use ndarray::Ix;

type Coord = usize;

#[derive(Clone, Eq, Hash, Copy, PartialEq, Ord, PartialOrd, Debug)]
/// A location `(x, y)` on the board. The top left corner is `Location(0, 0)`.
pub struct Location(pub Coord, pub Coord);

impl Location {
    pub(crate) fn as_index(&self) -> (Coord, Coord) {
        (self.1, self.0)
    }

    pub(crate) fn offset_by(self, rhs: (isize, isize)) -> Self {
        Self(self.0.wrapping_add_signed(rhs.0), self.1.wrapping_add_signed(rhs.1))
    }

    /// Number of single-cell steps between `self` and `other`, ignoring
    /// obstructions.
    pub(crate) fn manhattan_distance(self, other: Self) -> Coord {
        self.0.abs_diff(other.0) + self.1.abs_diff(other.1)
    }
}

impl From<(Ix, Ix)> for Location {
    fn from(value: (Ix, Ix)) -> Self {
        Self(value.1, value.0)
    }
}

——————

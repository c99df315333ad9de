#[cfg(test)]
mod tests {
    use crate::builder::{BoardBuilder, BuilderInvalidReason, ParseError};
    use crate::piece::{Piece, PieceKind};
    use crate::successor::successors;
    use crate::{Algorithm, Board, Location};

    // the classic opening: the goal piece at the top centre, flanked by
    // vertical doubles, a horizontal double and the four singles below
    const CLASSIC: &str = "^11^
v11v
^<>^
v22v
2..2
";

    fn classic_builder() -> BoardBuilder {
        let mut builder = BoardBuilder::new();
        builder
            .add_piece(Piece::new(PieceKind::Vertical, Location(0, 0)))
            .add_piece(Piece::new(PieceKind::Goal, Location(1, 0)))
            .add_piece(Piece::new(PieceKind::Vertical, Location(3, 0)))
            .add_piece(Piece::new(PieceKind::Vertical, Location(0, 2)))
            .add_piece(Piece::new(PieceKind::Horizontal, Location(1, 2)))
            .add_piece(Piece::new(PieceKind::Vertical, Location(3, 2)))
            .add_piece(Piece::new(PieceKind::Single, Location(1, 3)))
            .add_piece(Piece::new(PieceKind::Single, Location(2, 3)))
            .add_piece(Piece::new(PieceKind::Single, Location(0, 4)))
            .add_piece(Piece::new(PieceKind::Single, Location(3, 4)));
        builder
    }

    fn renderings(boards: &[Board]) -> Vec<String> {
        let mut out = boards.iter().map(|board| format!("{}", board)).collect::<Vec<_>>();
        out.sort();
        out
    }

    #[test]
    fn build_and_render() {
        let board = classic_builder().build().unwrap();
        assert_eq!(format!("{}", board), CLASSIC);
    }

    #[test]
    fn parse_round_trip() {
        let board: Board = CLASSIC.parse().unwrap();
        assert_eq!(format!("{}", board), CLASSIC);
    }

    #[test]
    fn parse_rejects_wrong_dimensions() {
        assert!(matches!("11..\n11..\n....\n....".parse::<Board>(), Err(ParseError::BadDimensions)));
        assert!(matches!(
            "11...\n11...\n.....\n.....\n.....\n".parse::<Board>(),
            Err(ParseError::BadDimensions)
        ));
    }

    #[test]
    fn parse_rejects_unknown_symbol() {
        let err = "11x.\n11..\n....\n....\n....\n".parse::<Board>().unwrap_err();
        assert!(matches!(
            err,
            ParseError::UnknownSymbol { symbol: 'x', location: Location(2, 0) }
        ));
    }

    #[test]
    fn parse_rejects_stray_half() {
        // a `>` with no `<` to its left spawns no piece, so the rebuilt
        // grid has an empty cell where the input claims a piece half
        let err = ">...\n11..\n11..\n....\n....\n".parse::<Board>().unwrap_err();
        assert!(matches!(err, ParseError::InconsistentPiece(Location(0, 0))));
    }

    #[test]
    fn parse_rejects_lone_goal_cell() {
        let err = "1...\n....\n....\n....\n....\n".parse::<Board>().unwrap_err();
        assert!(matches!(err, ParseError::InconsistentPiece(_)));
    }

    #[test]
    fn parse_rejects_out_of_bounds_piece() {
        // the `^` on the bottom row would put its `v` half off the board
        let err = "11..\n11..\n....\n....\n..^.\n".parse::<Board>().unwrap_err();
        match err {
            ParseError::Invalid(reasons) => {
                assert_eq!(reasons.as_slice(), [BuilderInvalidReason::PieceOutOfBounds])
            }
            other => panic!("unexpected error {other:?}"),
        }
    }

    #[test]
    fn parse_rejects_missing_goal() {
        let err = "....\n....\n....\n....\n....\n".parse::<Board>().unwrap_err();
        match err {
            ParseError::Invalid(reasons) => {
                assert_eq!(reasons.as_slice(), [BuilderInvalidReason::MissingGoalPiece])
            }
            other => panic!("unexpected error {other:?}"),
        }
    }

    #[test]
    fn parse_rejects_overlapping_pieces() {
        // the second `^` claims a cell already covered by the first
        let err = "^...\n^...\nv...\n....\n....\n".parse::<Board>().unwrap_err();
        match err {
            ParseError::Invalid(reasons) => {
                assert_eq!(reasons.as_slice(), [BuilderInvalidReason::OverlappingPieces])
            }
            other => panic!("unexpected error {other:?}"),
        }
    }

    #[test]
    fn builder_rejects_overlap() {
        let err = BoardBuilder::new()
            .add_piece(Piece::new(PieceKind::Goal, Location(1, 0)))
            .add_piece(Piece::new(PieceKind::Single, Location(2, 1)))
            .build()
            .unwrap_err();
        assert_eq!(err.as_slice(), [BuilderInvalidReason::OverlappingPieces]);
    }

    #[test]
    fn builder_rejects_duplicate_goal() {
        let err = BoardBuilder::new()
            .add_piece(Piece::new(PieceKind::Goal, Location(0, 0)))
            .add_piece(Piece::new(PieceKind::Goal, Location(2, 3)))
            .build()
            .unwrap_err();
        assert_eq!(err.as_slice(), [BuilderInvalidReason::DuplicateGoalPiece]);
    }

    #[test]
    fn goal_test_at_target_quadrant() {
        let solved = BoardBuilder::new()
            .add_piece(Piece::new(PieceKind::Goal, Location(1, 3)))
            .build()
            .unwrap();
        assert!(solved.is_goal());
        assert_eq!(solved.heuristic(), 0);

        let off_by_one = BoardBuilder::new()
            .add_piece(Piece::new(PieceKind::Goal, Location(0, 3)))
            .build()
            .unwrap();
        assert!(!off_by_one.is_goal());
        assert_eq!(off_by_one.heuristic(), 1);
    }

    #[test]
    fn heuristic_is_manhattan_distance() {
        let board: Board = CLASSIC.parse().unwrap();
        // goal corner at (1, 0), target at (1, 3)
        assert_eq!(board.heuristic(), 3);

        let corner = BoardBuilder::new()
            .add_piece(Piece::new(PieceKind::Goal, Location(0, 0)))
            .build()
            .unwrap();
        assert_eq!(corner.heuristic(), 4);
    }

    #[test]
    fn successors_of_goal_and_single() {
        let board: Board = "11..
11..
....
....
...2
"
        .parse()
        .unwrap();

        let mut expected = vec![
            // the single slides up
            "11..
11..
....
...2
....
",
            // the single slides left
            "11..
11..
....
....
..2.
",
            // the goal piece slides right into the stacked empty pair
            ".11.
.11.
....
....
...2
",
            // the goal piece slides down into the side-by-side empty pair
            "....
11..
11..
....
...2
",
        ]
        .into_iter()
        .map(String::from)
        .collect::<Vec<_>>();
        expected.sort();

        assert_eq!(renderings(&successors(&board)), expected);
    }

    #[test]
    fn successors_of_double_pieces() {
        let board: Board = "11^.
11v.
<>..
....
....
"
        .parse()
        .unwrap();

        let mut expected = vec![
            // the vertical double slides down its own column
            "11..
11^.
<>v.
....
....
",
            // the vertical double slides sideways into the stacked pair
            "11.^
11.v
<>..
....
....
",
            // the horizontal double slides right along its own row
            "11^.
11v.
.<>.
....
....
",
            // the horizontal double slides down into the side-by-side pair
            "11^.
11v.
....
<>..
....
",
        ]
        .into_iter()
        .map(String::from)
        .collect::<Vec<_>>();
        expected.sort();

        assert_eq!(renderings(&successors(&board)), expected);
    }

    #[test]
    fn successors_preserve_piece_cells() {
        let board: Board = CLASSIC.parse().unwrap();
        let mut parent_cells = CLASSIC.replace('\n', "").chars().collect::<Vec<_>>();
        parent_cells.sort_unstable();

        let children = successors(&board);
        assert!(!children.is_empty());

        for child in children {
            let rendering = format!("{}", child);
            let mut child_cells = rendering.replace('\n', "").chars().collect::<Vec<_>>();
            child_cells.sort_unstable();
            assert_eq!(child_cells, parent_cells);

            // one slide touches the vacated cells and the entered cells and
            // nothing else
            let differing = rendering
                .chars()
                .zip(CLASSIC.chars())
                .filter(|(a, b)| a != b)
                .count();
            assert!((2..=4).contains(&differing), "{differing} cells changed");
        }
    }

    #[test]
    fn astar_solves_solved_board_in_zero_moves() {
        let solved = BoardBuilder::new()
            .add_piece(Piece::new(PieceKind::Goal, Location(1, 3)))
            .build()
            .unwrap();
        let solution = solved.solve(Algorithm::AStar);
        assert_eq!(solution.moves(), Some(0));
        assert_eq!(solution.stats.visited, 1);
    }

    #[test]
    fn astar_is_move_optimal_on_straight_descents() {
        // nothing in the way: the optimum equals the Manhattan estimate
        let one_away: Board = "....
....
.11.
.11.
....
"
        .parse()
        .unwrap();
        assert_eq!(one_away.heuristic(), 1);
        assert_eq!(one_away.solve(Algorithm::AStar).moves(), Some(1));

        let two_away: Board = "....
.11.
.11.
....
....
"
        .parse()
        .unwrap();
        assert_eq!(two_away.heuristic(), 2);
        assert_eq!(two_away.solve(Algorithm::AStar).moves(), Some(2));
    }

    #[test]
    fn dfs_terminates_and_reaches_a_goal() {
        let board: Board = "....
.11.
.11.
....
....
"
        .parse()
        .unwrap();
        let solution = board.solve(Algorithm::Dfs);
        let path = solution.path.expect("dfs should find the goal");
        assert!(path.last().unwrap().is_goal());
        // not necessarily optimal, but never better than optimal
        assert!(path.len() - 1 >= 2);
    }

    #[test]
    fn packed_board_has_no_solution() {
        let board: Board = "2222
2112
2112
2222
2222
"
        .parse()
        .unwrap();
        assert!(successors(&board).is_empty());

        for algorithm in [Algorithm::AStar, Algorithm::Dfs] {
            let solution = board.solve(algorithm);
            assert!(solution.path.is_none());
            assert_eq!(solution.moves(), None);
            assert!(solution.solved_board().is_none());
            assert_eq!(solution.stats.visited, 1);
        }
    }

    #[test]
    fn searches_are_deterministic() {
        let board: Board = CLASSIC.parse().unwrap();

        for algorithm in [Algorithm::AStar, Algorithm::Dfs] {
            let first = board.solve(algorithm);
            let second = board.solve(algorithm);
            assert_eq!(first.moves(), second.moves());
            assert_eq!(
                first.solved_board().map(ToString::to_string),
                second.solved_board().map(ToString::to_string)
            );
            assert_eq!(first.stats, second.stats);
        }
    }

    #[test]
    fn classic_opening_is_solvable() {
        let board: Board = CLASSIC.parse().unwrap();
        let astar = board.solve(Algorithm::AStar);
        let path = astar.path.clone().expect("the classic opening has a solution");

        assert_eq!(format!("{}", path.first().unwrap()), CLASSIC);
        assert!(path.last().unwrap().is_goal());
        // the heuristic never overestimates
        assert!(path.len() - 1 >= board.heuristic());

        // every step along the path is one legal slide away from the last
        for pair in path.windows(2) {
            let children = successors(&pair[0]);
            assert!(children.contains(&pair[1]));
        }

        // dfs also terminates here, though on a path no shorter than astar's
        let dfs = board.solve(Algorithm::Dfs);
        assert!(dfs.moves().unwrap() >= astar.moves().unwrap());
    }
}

——————

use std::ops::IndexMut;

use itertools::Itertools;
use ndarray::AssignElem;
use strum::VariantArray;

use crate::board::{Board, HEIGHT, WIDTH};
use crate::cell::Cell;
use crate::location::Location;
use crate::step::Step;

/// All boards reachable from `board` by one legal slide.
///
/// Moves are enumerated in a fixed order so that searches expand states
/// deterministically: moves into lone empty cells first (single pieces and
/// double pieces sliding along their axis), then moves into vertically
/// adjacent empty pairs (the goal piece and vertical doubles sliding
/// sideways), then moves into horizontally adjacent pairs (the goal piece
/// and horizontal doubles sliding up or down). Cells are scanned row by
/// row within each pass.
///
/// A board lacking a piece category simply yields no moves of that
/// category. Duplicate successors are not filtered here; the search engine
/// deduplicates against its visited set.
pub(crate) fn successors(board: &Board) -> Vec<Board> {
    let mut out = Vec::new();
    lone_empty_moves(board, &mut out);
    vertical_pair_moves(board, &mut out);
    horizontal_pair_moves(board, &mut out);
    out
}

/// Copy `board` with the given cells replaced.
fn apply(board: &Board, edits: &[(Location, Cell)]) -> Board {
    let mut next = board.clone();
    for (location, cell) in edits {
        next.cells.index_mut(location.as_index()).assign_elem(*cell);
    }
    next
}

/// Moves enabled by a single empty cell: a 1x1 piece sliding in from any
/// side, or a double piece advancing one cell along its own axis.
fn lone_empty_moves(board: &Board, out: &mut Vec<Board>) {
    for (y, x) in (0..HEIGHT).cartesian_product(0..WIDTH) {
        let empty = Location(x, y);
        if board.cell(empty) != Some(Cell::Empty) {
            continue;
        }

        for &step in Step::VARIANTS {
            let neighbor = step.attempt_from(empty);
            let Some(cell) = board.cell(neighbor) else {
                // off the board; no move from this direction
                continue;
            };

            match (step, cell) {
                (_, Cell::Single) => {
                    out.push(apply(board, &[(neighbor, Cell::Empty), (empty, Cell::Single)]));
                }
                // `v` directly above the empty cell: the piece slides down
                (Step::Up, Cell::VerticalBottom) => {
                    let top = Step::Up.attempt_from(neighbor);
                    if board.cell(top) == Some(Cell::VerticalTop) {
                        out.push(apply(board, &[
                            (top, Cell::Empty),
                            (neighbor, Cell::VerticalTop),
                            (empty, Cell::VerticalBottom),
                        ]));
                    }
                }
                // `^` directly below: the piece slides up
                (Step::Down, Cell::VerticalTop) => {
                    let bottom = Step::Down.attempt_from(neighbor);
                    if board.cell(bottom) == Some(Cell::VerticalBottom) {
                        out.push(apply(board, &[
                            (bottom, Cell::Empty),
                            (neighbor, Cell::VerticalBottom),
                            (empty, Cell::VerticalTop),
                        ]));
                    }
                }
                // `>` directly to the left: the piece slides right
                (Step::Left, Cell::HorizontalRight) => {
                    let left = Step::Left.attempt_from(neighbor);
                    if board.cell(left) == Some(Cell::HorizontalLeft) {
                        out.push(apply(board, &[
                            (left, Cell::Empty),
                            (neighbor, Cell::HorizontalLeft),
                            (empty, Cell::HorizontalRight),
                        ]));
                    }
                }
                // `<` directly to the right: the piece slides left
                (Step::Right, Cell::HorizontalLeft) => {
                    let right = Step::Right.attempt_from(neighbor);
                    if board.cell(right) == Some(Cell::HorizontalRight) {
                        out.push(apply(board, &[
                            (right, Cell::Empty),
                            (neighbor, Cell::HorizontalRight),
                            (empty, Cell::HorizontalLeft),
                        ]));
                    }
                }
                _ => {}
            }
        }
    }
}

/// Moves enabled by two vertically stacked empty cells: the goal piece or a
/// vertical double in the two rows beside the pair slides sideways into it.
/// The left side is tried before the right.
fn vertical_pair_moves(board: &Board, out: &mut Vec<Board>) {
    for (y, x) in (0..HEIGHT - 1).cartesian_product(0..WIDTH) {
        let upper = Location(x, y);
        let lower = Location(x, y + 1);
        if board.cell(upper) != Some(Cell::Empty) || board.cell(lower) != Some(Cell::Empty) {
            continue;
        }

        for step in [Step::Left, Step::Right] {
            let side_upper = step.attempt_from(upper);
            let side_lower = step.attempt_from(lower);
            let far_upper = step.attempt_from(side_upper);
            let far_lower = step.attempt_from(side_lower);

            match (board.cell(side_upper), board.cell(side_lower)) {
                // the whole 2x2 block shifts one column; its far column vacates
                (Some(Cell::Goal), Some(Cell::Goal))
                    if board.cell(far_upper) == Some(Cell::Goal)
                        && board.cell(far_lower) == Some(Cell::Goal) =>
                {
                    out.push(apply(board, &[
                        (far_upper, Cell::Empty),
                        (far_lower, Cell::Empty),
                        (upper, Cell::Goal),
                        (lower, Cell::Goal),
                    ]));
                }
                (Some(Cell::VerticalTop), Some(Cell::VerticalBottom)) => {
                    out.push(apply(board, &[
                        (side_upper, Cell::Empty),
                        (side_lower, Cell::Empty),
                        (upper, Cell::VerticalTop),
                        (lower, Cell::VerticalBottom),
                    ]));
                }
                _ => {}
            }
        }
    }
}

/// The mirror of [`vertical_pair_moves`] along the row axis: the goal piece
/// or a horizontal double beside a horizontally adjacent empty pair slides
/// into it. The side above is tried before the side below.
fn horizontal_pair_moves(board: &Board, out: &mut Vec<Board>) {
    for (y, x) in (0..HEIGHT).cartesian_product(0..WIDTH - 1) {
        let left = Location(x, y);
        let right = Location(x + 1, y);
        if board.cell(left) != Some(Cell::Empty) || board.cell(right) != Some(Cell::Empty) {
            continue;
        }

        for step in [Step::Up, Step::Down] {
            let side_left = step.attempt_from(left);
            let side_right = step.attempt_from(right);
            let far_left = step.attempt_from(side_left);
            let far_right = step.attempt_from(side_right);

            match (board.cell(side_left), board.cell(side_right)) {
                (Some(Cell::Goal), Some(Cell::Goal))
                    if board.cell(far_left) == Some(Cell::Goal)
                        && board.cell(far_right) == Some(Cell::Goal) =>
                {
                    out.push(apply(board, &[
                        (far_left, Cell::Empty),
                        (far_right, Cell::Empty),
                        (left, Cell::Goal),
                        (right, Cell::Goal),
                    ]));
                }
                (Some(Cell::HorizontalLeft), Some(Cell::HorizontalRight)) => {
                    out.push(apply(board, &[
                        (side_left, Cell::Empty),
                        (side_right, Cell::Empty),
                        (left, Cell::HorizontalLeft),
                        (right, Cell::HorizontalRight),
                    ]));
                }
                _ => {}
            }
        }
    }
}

——————

Determine how many lines contain the string "tried" in the listing, and state that number by itself.

#### [The answer]
2